Data in this exercise:
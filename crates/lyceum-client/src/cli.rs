//! Line commands of the terminal front-end.

use std::fmt::Write as _;

use thiserror::Error;

use lyceum_shared::types::{MessageId, NotificationId, UserId};
use lyceum_store::Conversation;

use crate::error::Result;
use crate::events::{EventReceiver, ToastKind, UiEvent};
use crate::session::MessagingModule;
use crate::view::{format_timestamp, render_conversation};

pub const HELP: &str = "\
Commands:
  inbox                    show conversations
  notifications            show notifications
  refresh                  fetch inbox and notifications
  sent                     show sent messages
  thread <userId>          show the conversation with a user
  show <messageId>         show one message
  send <userId> <text>     send a message
  reply <username> <text>  reply to a user by name
  students                 list students you can message (teachers)
  read <id>                mark a notification read
  unread <id>              mark a notification unread
  delete <id>              delete a notification
  read-all                 mark every notification read
  help                     show this help
  quit                     exit";

#[derive(Debug, Clone, PartialEq, Eq)]
pub enum Command {
    Inbox,
    Notifications,
    Refresh,
    Sent,
    Thread(UserId),
    Show(MessageId),
    Send { to: UserId, text: String },
    Reply { username: String, text: String },
    Students,
    Read(NotificationId),
    Unread(NotificationId),
    Delete(NotificationId),
    ReadAll,
    Help,
    Quit,
}

#[derive(Error, Debug, PartialEq, Eq)]
pub enum CommandError {
    #[error("Unknown command '{0}', type 'help' for a list")]
    Unknown(String),

    #[error("Usage: {0}")]
    Usage(&'static str),

    #[error("'{0}' is not a valid id")]
    InvalidId(String),
}

fn split_word(input: &str) -> (&str, &str) {
    let input = input.trim_start();
    match input.find(char::is_whitespace) {
        Some(pos) => (&input[..pos], input[pos..].trim_start()),
        None => (input, ""),
    }
}

fn parse_id(arg: &str, usage: &'static str) -> std::result::Result<i64, CommandError> {
    if arg.is_empty() {
        return Err(CommandError::Usage(usage));
    }
    arg.parse::<i64>()
        .map_err(|_| CommandError::InvalidId(arg.to_string()))
}

/// Parse one input line. Blank lines yield `None`.
pub fn parse(line: &str) -> std::result::Result<Option<Command>, CommandError> {
    let (word, rest) = split_word(line);
    if word.is_empty() {
        return Ok(None);
    }

    let command = match word.to_ascii_lowercase().as_str() {
        "inbox" => Command::Inbox,
        "notifications" => Command::Notifications,
        "refresh" => Command::Refresh,
        "sent" => Command::Sent,
        "thread" => Command::Thread(UserId(parse_id(rest.trim(), "thread <userId>")?)),
        "show" => Command::Show(MessageId(parse_id(rest.trim(), "show <messageId>")?)),
        "send" => {
            let usage = "send <userId> <text>";
            let (id, text) = split_word(rest);
            Command::Send {
                to: UserId(parse_id(id, usage)?),
                text: text.to_string(),
            }
        }
        "reply" => {
            let (username, text) = split_word(rest);
            if username.is_empty() {
                return Err(CommandError::Usage("reply <username> <text>"));
            }
            Command::Reply {
                username: username.to_string(),
                text: text.to_string(),
            }
        }
        "students" => Command::Students,
        "read" => Command::Read(NotificationId(parse_id(rest.trim(), "read <id>")?)),
        "unread" => Command::Unread(NotificationId(parse_id(rest.trim(), "unread <id>")?)),
        "delete" => Command::Delete(NotificationId(parse_id(rest.trim(), "delete <id>")?)),
        "read-all" => Command::ReadAll,
        "help" | "?" => Command::Help,
        "quit" | "exit" => Command::Quit,
        other => return Err(CommandError::Unknown(other.to_string())),
    };
    Ok(Some(command))
}

fn print_conversations(me: Option<UserId>, conversations: &[Conversation]) -> String {
    if conversations.is_empty() {
        return "(no messages)".to_string();
    }
    conversations
        .iter()
        .map(|c| render_conversation(me, c).to_string())
        .collect::<Vec<_>>()
        .join("")
}

/// Run `command` against `module` and return the text to print.
///
/// Mutations print nothing themselves: their outcome arrives as UI events.
pub async fn dispatch(module: &MessagingModule, command: Command) -> Result<Option<String>> {
    let me = module.identity().await.ok().map(|i| i.user_id);
    let output = match command {
        Command::Inbox => Some(module.view().await.to_string()),
        Command::Notifications => {
            let view = module.view().await;
            let mut out = format!("Notifications ({})\n", view.badge_label());
            for n in &view.notifications {
                let _ = writeln!(out, "  {n}");
            }
            Some(out)
        }
        Command::Refresh => {
            module.refresh().await?;
            None
        }
        Command::Sent => Some(print_conversations(me, &module.sent().await?)),
        Command::Thread(counterpart) => Some(print_conversations(
            me,
            &[module.thread(counterpart).await?],
        )),
        Command::Show(id) => {
            let m = module.message(id).await?;
            Some(format!(
                "#{} [{}] from {} (#{}) to #{}:\n  {}",
                m.id,
                format_timestamp(&m.timestamp),
                m.sender_username,
                m.sender_id,
                m.receiver_id,
                m.content
            ))
        }
        Command::Send { to, text } => {
            module.composer().set_draft(text.clone());
            module.send(to, &text).await?;
            None
        }
        Command::Reply { username, text } => {
            module.composer().set_draft(text.clone());
            module.reply(&username, &text).await?;
            None
        }
        Command::Students => {
            let recipients = module.recipients().await?;
            if recipients.is_empty() {
                Some("(no students)".to_string())
            } else {
                let mut out = String::new();
                for (username, id) in &recipients {
                    let _ = writeln!(out, "  {username} (#{id})");
                }
                Some(out)
            }
        }
        Command::Read(id) => {
            module.toggle(id, true).await?;
            None
        }
        Command::Unread(id) => {
            module.toggle(id, false).await?;
            None
        }
        Command::Delete(id) => {
            module.delete_notification(id).await?;
            None
        }
        Command::ReadAll => {
            module.mark_all_read().await?;
            None
        }
        Command::Help => Some(HELP.to_string()),
        Command::Quit => None,
    };
    Ok(output)
}

/// Terminal rendering of a UI event. Events with no textual form yield
/// `None`.
pub fn describe(event: &UiEvent) -> Option<String> {
    match event {
        UiEvent::IdentityResolved { identity } => Some(format!(
            "Signed in as {} ({}, user #{})",
            identity.username, identity.role, identity.user_id
        )),
        UiEvent::SessionHalted { reason } => Some(format!("Messaging unavailable: {reason}")),
        UiEvent::Rendered { view } => Some(format!("Inbox updated ({})", view.badge_label())),
        UiEvent::Toast { kind, text, .. } => Some(match kind {
            ToastKind::Success => format!("OK: {text}"),
            ToastKind::Error => format!("ERROR: {text}"),
        }),
        UiEvent::ValidationFailed { reason } => Some(format!("Not sent: {reason}")),
        UiEvent::Alert { text } => Some(format!("ALERT: {text}")),
        UiEvent::Busy { active: true } => Some("Sending...".to_string()),
        UiEvent::Busy { active: false }
        | UiEvent::ControlDisabled { .. }
        | UiEvent::ControlEnabled { .. }
        | UiEvent::ToastDismissed { .. }
        | UiEvent::DraftCleared => None,
    }
}

/// Write every describable event to `out` until the channel closes.
pub async fn print_events<W: std::io::Write>(mut rx: EventReceiver, mut out: W) {
    while let Some(event) = rx.recv().await {
        if let Some(line) = describe(&event) {
            if writeln!(out, "{line}").and_then(|_| out.flush()).is_err() {
                break;
            }
        }
    }
}

#[cfg(test)]
mod tests {
    use super::*;
    use crate::view::InboxView;

    #[test]
    fn test_parse_simple_commands() {
        assert_eq!(parse("inbox"), Ok(Some(Command::Inbox)));
        assert_eq!(parse("  Notifications "), Ok(Some(Command::Notifications)));
        assert_eq!(parse("read-all"), Ok(Some(Command::ReadAll)));
        assert_eq!(parse("Students"), Ok(Some(Command::Students)));
        assert_eq!(parse("exit"), Ok(Some(Command::Quit)));
        assert_eq!(parse(""), Ok(None));
        assert_eq!(parse("   "), Ok(None));
    }

    #[test]
    fn test_parse_ids() {
        assert_eq!(parse("thread 7"), Ok(Some(Command::Thread(UserId(7)))));
        assert_eq!(parse("show 11"), Ok(Some(Command::Show(MessageId(11)))));
        assert_eq!(
            parse("delete 5"),
            Ok(Some(Command::Delete(NotificationId(5))))
        );
        assert_eq!(
            parse("read x"),
            Err(CommandError::InvalidId("x".to_string()))
        );
        assert_eq!(parse("unread"), Err(CommandError::Usage("unread <id>")));
    }

    #[test]
    fn test_parse_send_keeps_text() {
        assert_eq!(
            parse("send 7 see you  at 9"),
            Ok(Some(Command::Send {
                to: UserId(7),
                text: "see you  at 9".to_string(),
            }))
        );
        // empty text is left to the composer to reject
        assert_eq!(
            parse("send 7"),
            Ok(Some(Command::Send {
                to: UserId(7),
                text: String::new(),
            }))
        );
        assert_eq!(parse("send"), Err(CommandError::Usage("send <userId> <text>")));
    }

    #[test]
    fn test_parse_reply() {
        assert_eq!(
            parse("reply maria thanks!"),
            Ok(Some(Command::Reply {
                username: "maria".to_string(),
                text: "thanks!".to_string(),
            }))
        );
        assert_eq!(parse("reply"), Err(CommandError::Usage("reply <username> <text>")));
    }

    #[test]
    fn test_unknown_command() {
        assert_eq!(
            parse("archive 3"),
            Err(CommandError::Unknown("archive".to_string()))
        );
    }

    #[tokio::test]
    async fn test_students_lists_recipients() {
        use std::sync::Arc;
        use std::time::Duration;

        use lyceum_shared::protocol::StudentRef;
        use lyceum_shared::types::{ClassroomId, Role};

        use crate::config::ClientConfig;
        use crate::events::UiEvents;
        use crate::testing::FakeSchool;

        let fake = Arc::new(FakeSchool::new());
        fake.classroom_students.lock().unwrap().extend([
            (
                ClassroomId(4),
                vec![StudentRef {
                    username: "nikos".into(),
                    id: UserId(9),
                }],
            ),
            (
                ClassroomId(5),
                vec![StudentRef {
                    username: "eleni".into(),
                    id: UserId(11),
                }],
            ),
        ]);
        let config = ClientConfig {
            role: Role::Teacher,
            ..ClientConfig::default()
        };
        let (events, _rx) = UiEvents::channel(Duration::from_millis(10));
        let module = MessagingModule::new(fake, &config, events);

        let out = dispatch(&module, Command::Students).await.unwrap().unwrap();
        assert_eq!(out, "  eleni (#11)\n  nikos (#9)\n");
    }

    #[tokio::test]
    async fn test_halt_notice_reaches_output_after_failed_start() {
        use std::sync::Arc;
        use std::time::Duration;

        use crate::config::ClientConfig;
        use crate::events::UiEvents;
        use crate::testing::FakeSchool;

        let fake = Arc::new(FakeSchool::new());
        *fake.student.lock().unwrap() = None;
        let (events, rx) = UiEvents::channel(Duration::from_millis(10));
        let module = MessagingModule::new(fake, &ClientConfig::default(), events);
        assert!(module.start().await.is_err());
        drop(module);

        // dropping the module closes the channel, so the printer finishes
        let mut out = Vec::new();
        tokio::time::timeout(Duration::from_millis(200), print_events(rx, &mut out))
            .await
            .unwrap();
        let text = String::from_utf8(out).unwrap();
        assert!(text.starts_with("Messaging unavailable: Identity unavailable (current user lookup)"));
    }

    #[test]
    fn test_describe_events() {
        let toast = UiEvent::Toast {
            id: 1,
            kind: ToastKind::Error,
            text: "Failed to send message".into(),
        };
        assert_eq!(describe(&toast).as_deref(), Some("ERROR: Failed to send message"));
        assert_eq!(
            describe(&UiEvent::Rendered {
                view: InboxView::default()
            })
            .as_deref(),
            Some("Inbox updated (no unread notifications)")
        );
        assert_eq!(describe(&UiEvent::DraftCleared), None);
    }
}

Required work: If a line of the data holds the string "Busy", list it.

Exercise response:
        UiEvent::Busy { active: true } => Some("Sending...".to_string()),
        UiEvent::Busy { active: false }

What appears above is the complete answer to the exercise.